Few of the popular non-stainless knife steels have a slow quench speed requirement. Most of them need a fast quenchant.
In a large shop it is best to have a tank of Parks #50 and a tank of AAA, but a smaller shop is going to get the best bang for the buck from one tank of #50.
I have found Parks #50 (or the equivalents like Houton K) fast oil is the best choice. It will harden hypoeutectoid steels like Hitachi white and blue paper, W2, 52100, and 1095.
I have not had an issue using it for O-1 and 5160, which do not need a fast quenchant. I pull the blade a bit sooner out of the oil with these steels. Sport of IN - 2-3, OUT 2-3-4-5, Back IN for another 15 seconds.

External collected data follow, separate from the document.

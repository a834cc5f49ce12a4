// Copyright 2025 Schelling Point Labs Inc
// SPDX-License-Identifier: AGPL-3.0-only

//! Redirection of process-creation calls through the wrapper
//!
//! Every operation runs the wrapper instead of the requested program:
//!
//! ```text
//! wrapper destination -- path argv[1] ... argv[n-1]
//! ```
//!
//! The original path (or the un-resolved file for the `p` variants) stands
//! in for `argv[0]`; the wrapper execs it with the remaining arguments. The
//! environment gets the session variables so the next image loads the same
//! session. Whatever the real primitive returns, and the `errno` it leaves,
//! reaches the caller unchanged.

use core::ffi::{c_char, c_int, CStr};
use core::ptr;

use crate::array::StringArray;
use crate::environment::Environment;
use crate::error::Result;
use crate::resolver::Resolver;
use crate::session::Session;
use crate::storage::{Reservation, Storage};

const SEPARATOR: &CStr = c"--";
/// wrapper, destination, separator, path
const FIXED_ARGUMENTS: usize = 4;

/// One intercepted call's view of the process-wide state.
pub struct Executor<'a> {
    session: Session<'a>,
    resolver: &'a Resolver,
    storage: &'a Storage<'a>,
}

impl<'a> Executor<'a> {
    pub fn new(session: Session<'a>, resolver: &'a Resolver, storage: &'a Storage<'a>) -> Self {
        Self {
            session,
            resolver,
            storage,
        }
    }

    /// # Safety
    ///
    /// Arguments follow the `execve(2)` contract.
    pub unsafe fn execve(
        &self,
        path: *const c_char,
        argv: *const *const c_char,
        envp: *const *const c_char,
    ) -> Result<c_int> {
        let execve = self.resolver.execve()?;
        if path.is_null() {
            return Ok(execve(path, argv, envp));
        }
        self.rewrite(
            CStr::from_ptr(path),
            StringArray::from_ptr(argv),
            Some(Environment::from_ptr(envp)),
            |argv, envp| execve(self.session.wrapper().as_ptr(), argv, envp),
        )
    }

    /// `file` is passed to the wrapper un-resolved; the wrapper itself is
    /// found by its absolute path.
    ///
    /// # Safety
    ///
    /// Arguments follow the `execvpe(3)` contract.
    pub unsafe fn execvpe(
        &self,
        file: *const c_char,
        argv: *const *const c_char,
        envp: *const *const c_char,
    ) -> Result<c_int> {
        let execvpe = self.resolver.execvpe()?;
        if file.is_null() {
            return Ok(execvpe(file, argv, envp));
        }
        self.rewrite(
            CStr::from_ptr(file),
            StringArray::from_ptr(argv),
            Some(Environment::from_ptr(envp)),
            |argv, envp| execvpe(self.session.wrapper().as_ptr(), argv, envp),
        )
    }

    /// BSD `execvP`. There is no `envp`: the new image inherits the process
    /// environment, and `search_path` is handed through untouched.
    ///
    /// # Safety
    ///
    /// Arguments follow the `execvP(3)` contract.
    #[allow(non_snake_case)]
    pub unsafe fn execvP(
        &self,
        file: *const c_char,
        search_path: *const c_char,
        argv: *const *const c_char,
    ) -> Result<c_int> {
        let execv_p = self.resolver.execvP()?;
        if file.is_null() {
            return Ok(execv_p(file, search_path, argv));
        }
        self.rewrite(
            CStr::from_ptr(file),
            StringArray::from_ptr(argv),
            None,
            |argv, _| execv_p(self.session.wrapper().as_ptr(), search_path, argv),
        )
    }

    /// File actions and spawn attributes apply to the wrapper as they would
    /// have applied to the target.
    ///
    /// # Safety
    ///
    /// Arguments follow the `posix_spawn(3)` contract.
    pub unsafe fn posix_spawn(
        &self,
        pid: *mut libc::pid_t,
        path: *const c_char,
        file_actions: *const libc::posix_spawn_file_actions_t,
        attrp: *const libc::posix_spawnattr_t,
        argv: *const *const c_char,
        envp: *const *const c_char,
    ) -> Result<c_int> {
        let posix_spawn = self.resolver.posix_spawn()?;
        if path.is_null() {
            return Ok(posix_spawn(pid, path, file_actions, attrp, argv, envp));
        }
        self.rewrite(
            CStr::from_ptr(path),
            StringArray::from_ptr(argv),
            Some(Environment::from_ptr(envp)),
            |argv, envp| {
                posix_spawn(
                    pid,
                    self.session.wrapper().as_ptr(),
                    file_actions,
                    attrp,
                    argv,
                    envp,
                )
            },
        )
    }

    /// # Safety
    ///
    /// Arguments follow the `posix_spawnp(3)` contract.
    pub unsafe fn posix_spawnp(
        &self,
        pid: *mut libc::pid_t,
        file: *const c_char,
        file_actions: *const libc::posix_spawn_file_actions_t,
        attrp: *const libc::posix_spawnattr_t,
        argv: *const *const c_char,
        envp: *const *const c_char,
    ) -> Result<c_int> {
        let posix_spawnp = self.resolver.posix_spawnp()?;
        if file.is_null() {
            return Ok(posix_spawnp(pid, file, file_actions, attrp, argv, envp));
        }
        self.rewrite(
            CStr::from_ptr(file),
            StringArray::from_ptr(argv),
            Some(Environment::from_ptr(envp)),
            |argv, envp| {
                posix_spawnp(
                    pid,
                    self.session.wrapper().as_ptr(),
                    file_actions,
                    attrp,
                    argv,
                    envp,
                )
            },
        )
    }

    /// Builds the wrapper's argv (and envp, when the primitive takes one) in
    /// a scope of the storage, then runs `call` with them. The scope is
    /// handed back once `call` returns.
    fn rewrite<F>(
        &self,
        path: &CStr,
        argv: StringArray<'_>,
        envp: Option<Environment<'_>>,
        call: F,
    ) -> Result<c_int>
    where
        F: FnOnce(*const *const c_char, *const *const c_char) -> c_int,
    {
        let arguments = argv.iter().skip(1);
        let count = FIXED_ARGUMENTS + arguments.clone().count();

        let mut reservation = Reservation::new().pointers(count + 1);
        if let Some(envp) = envp {
            reservation = reservation.join(self.session.envp_reservation(envp));
        }
        let scope = self.storage.scope(reservation)?;

        let slots = scope.pointer_slots(count + 1)?;
        let fixed = [
            self.session.wrapper(),
            self.session.destination(),
            SEPARATOR,
            path,
        ];
        for (slot, argument) in slots.iter_mut().zip(fixed.into_iter().chain(arguments)) {
            *slot = argument.as_ptr();
        }

        let envp = match envp {
            Some(envp) => self.session.to_envp(envp, &scope)?.as_ptr(),
            None => ptr::null(),
        };
        Ok(call(slots.as_ptr(), envp))
    }
}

A big plus is it works at room temperature. Anywhere in the 60-90°F/15-30°C range is fine.
Lastly, it is very stable and lasts for years and years under most smith's number of quenches. It is designed to do thousands of quenches with no loss of ability or going bad.
Ways to make it last a LONG time:
Keep it clean by straining every now and then (yearly in my case)
Keep it tightly covered to keep critters and water out.
Use a large enough volume. A 5-gallon pail will last any normal size shop pretty much forever. Five gallons fills a 16"X5"ID quench tank. For big knife and sword folks get 10 gallons.
Note - I have Parks #50 that belonged to Bill Moran and it still works just fine.